Author: Lilin JIE ¹ ; Yangmeng ZOU ¹ ; Zhengxiu LI ¹ ; Baoliang LYU ² ; Weilong ZHENG ² ; Ming LI ¹
Author Information

1. Key Laboratory of Jiangxi Province for Image Processing and Pattern Recognition, Nanchang Hangkong University, Nanchang 330063, P. R. China.
2. The Center for Brain-Like Computing and Machine Intelligence, Department of Computer Science and Engineering, Shanghai Jiao Tong University, Shanghai 200240, P. R. China.

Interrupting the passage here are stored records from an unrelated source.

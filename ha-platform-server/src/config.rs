//! Database configuration read from the environment
//!
//! Environment variables (all optional):
//!   DB_HOST                 # default: localhost
//!   DB_USER                 # default: postgres
//!   DB_PASSWORD             # default: postgres
//!   DB_NAME                 # default: postgres
//!   DB_POOL_MAX             # default: 10
//!   DB_IDLE_TIMEOUT_MS      # default: 30000
//!   DB_ACQUIRE_TIMEOUT_MS   # default: 5000
//!
//! The port is fixed at 5432.

use std::fmt;
use std::time::Duration;

use sqlx::postgres::PgConnectOptions;

use crate::error::ConfigError;

pub const DB_PORT: u16 = 5432;

const DEFAULT_HOST: &str = "localhost";
const DEFAULT_USER: &str = "postgres";
const DEFAULT_PASSWORD: &str = "postgres";
const DEFAULT_DATABASE: &str = "postgres";
const DEFAULT_MAX_CONNECTIONS: u32 = 10;
const DEFAULT_IDLE_TIMEOUT_MS: u64 = 30_000;
const DEFAULT_ACQUIRE_TIMEOUT_MS: u64 = 5_000;

/// Connection and pool settings, immutable once loaded
#[derive(Clone, PartialEq, Eq)]
pub struct DbConfig {
    pub host: String,
    pub user: String,
    pub password: String,
    pub database: String,
    pub port: u16,
    pub max_connections: u32,
    /// Connections idle longer than this are closed
    pub idle_timeout: Duration,
    /// How long a caller waits for a free connection before failing
    pub acquire_timeout: Duration,
}

impl Default for DbConfig {
    fn default() -> Self {
        Self {
            host: DEFAULT_HOST.to_string(),
            user: DEFAULT_USER.to_string(),
            password: DEFAULT_PASSWORD.to_string(),
            database: DEFAULT_DATABASE.to_string(),
            port: DB_PORT,
            max_connections: DEFAULT_MAX_CONNECTIONS,
            idle_timeout: Duration::from_millis(DEFAULT_IDLE_TIMEOUT_MS),
            acquire_timeout: Duration::from_millis(DEFAULT_ACQUIRE_TIMEOUT_MS),
        }
    }
}

impl DbConfig {
    /// Load from the process environment.
    pub fn from_env() -> Result<Self, ConfigError> {
        Self::from_lookup(|key| std::env::var(key).ok())
    }

    /// Load using an arbitrary variable lookup.
    ///
    /// Empty values are treated as unset.
    pub fn from_lookup<F>(lookup: F) -> Result<Self, ConfigError>
    where
        F: Fn(&str) -> Option<String>,
    {
        let get = |key: &str| lookup(key).filter(|v| !v.trim().is_empty());
        let defaults = Self::default();

        let max_connections = match get("DB_POOL_MAX") {
            Some(raw) => parse_positive("DB_POOL_MAX", &raw)?,
            None => defaults.max_connections,
        };
        let idle_timeout = match get("DB_IDLE_TIMEOUT_MS") {
            Some(raw) => Duration::from_millis(parse_positive("DB_IDLE_TIMEOUT_MS", &raw)?),
            None => defaults.idle_timeout,
        };
        let acquire_timeout = match get("DB_ACQUIRE_TIMEOUT_MS") {
            Some(raw) => Duration::from_millis(parse_positive("DB_ACQUIRE_TIMEOUT_MS", &raw)?),
            None => defaults.acquire_timeout,
        };

        Ok(Self {
            host: get("DB_HOST").unwrap_or(defaults.host),
            user: get("DB_USER").unwrap_or(defaults.user),
            password: get("DB_PASSWORD").unwrap_or(defaults.password),
            database: get("DB_NAME").unwrap_or(defaults.database),
            port: DB_PORT,
            max_connections,
            idle_timeout,
            acquire_timeout,
        })
    }

    /// Connection options for sqlx
    pub fn connect_options(&self) -> PgConnectOptions {
        PgConnectOptions::new()
            .host(&self.host)
            .port(self.port)
            .username(&self.user)
            .password(&self.password)
            .database(&self.database)
    }
}

fn parse_positive<T>(var: &'static str, raw: &str) -> Result<T, ConfigError>
where
    T: std::str::FromStr + PartialOrd + Default,
{
    match raw.trim().parse::<T>() {
        Ok(n) if n > T::default() => Ok(n),
        _ => Err(ConfigError::InvalidNumber {
            var,
            value: raw.to_string(),
        }),
    }
}

// Keep the password out of logs
impl fmt::Debug for DbConfig {
    fn fmt(&self, f: &mut fmt::Formatter<'_>) -> fmt::Result {
        f.debug_struct("DbConfig")
            .field("host", &self.host)
            .field("user", &self.user)
            .field("password", &"<redacted>")
            .field("database", &self.database)
            .field("port", &self.port)
            .field("max_connections", &self.max_connections)
            .field("idle_timeout", &self.idle_timeout)
            .field("acquire_timeout", &self.acquire_timeout)
            .finish()
    }
}

#[cfg(test)]
mod tests {
    use super::*;
    use std::collections::HashMap;

    fn lookup(pairs: &[(&str, &str)]) -> impl Fn(&str) -> Option<String> {
        let map: HashMap<String, String> = pairs
            .iter()
            .map(|(k, v)| (k.to_string(), v.to_string()))
            .collect();
        move |key: &str| map.get(key).cloned()
    }

    #[test]
    fn defaults_when_unset() {
        let config = DbConfig::from_lookup(lookup(&[])).unwrap();
        assert_eq!(config.host, "localhost");
        assert_eq!(config.user, "postgres");
        assert_eq!(config.password, "postgres");
        assert_eq!(config.database, "postgres");
        assert_eq!(config.port, 5432);
        assert_eq!(config.max_connections, 10);
        assert_eq!(config.idle_timeout, Duration::from_millis(30_000));
        assert_eq!(config.acquire_timeout, Duration::from_millis(5_000));
    }

    #[test]
    fn overrides_from_environment() {
        let config = DbConfig::from_lookup(lookup(&[
            ("DB_HOST", "db.internal"),
            ("DB_USER", "probe"),
            ("DB_PASSWORD", "hunter2"),
            ("DB_NAME", "platform"),
            ("DB_POOL_MAX", "3"),
            ("DB_ACQUIRE_TIMEOUT_MS", "250"),
        ]))
        .unwrap();

        assert_eq!(config.host, "db.internal");
        assert_eq!(config.user, "probe");
        assert_eq!(config.password, "hunter2");
        assert_eq!(config.database, "platform");
        assert_eq!(config.max_connections, 3);
        assert_eq!(config.acquire_timeout, Duration::from_millis(250));
        assert_eq!(config.idle_timeout, Duration::from_millis(30_000));
    }

    #[test]
    fn empty_values_fall_back_to_defaults() {
        let config = DbConfig::from_lookup(lookup(&[("DB_HOST", ""), ("DB_POOL_MAX", " ")])).unwrap();
        assert_eq!(config.host, "localhost");
        assert_eq!(config.max_connections, 10);
    }

    #[test]
    fn rejects_invalid_numbers() {
        let err = DbConfig::from_lookup(lookup(&[("DB_POOL_MAX", "lots")])).unwrap_err();
        assert_eq!(
            err,
            ConfigError::InvalidNumber {
                var: "DB_POOL_MAX",
                value: "lots".into()
            }
        );

        let err = DbConfig::from_lookup(lookup(&[("DB_IDLE_TIMEOUT_MS", "0")])).unwrap_err();
        assert!(matches!(err, ConfigError::InvalidNumber { var: "DB_IDLE_TIMEOUT_MS", .. }));
    }

    #[test]
    fn debug_redacts_password() {
        let config = DbConfig::from_lookup(lookup(&[("DB_PASSWORD", "hunter2")])).unwrap();
        let printed = format!("{:?}", config);
        assert!(!printed.contains("hunter2"));
        assert!(printed.contains("<redacted>"));
    }
}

Publication Type:Journal Article
Keywords: Cross-modal feature fusion; Deep canonical correlation analysis; Deep learning model; Emotion recognition; Emotion transition
MeSH: Humans; Emotions/physiology*; Electroencephalography; Neural Networks, Computer; Eye Movements; Perception
From: Journal of Biomedical Engineering 2025;42(5):977-986
CountryChina
Language:Chinese
Abstract: Current studies on electroencephalogram (EEG) emotion recognition primarily concentrate on discrete stimulus paradigms under controlled laboratory settings, which cannot adequately represent the dynamic transition characteristics of emotional states during multi-context interactions. To address this issue, this paper proposes a novel method for emotion transition recognition that leverages a cross-modal feature fusion and global perception network (CFGPN). Firstly, an experimental paradigm encompassing six types of emotion transition scenarios was designed, and EEG and eye movement data were simultaneously collected from 20 participants, each annotated with dynamic continuous emotion labels. Subsequently, deep canonical correlation analysis integrated with a cross-modal attention mechanism was employed to fuse features from EEG and eye movement signals, resulting in multimodal feature vectors enriched with highly discriminative emotional information. These vectors are then input into a parallel hybrid architecture that combines convolutional neural networks (CNNs) and Transformers. The CNN is employed to capture local time-series features, whereas the Transformer leverages its robust global perception capabilities to effectively model long-range temporal dependencies, enabling accurate dynamic emotion transition recognition. The results demonstrate that the proposed method achieves the lowest mean square error in both valence and arousal recognition tasks on the dynamic emotion transition dataset and a classic multimodal emotion dataset. It exhibits superior recognition accuracy and stability when compared with five existing unimodal and six multimodal deep learning models. The approach enhances both adaptability and robustness in recognizing emotional state transitions in real-world scenarios, showing promising potential for applications in the field of biomedical engineering.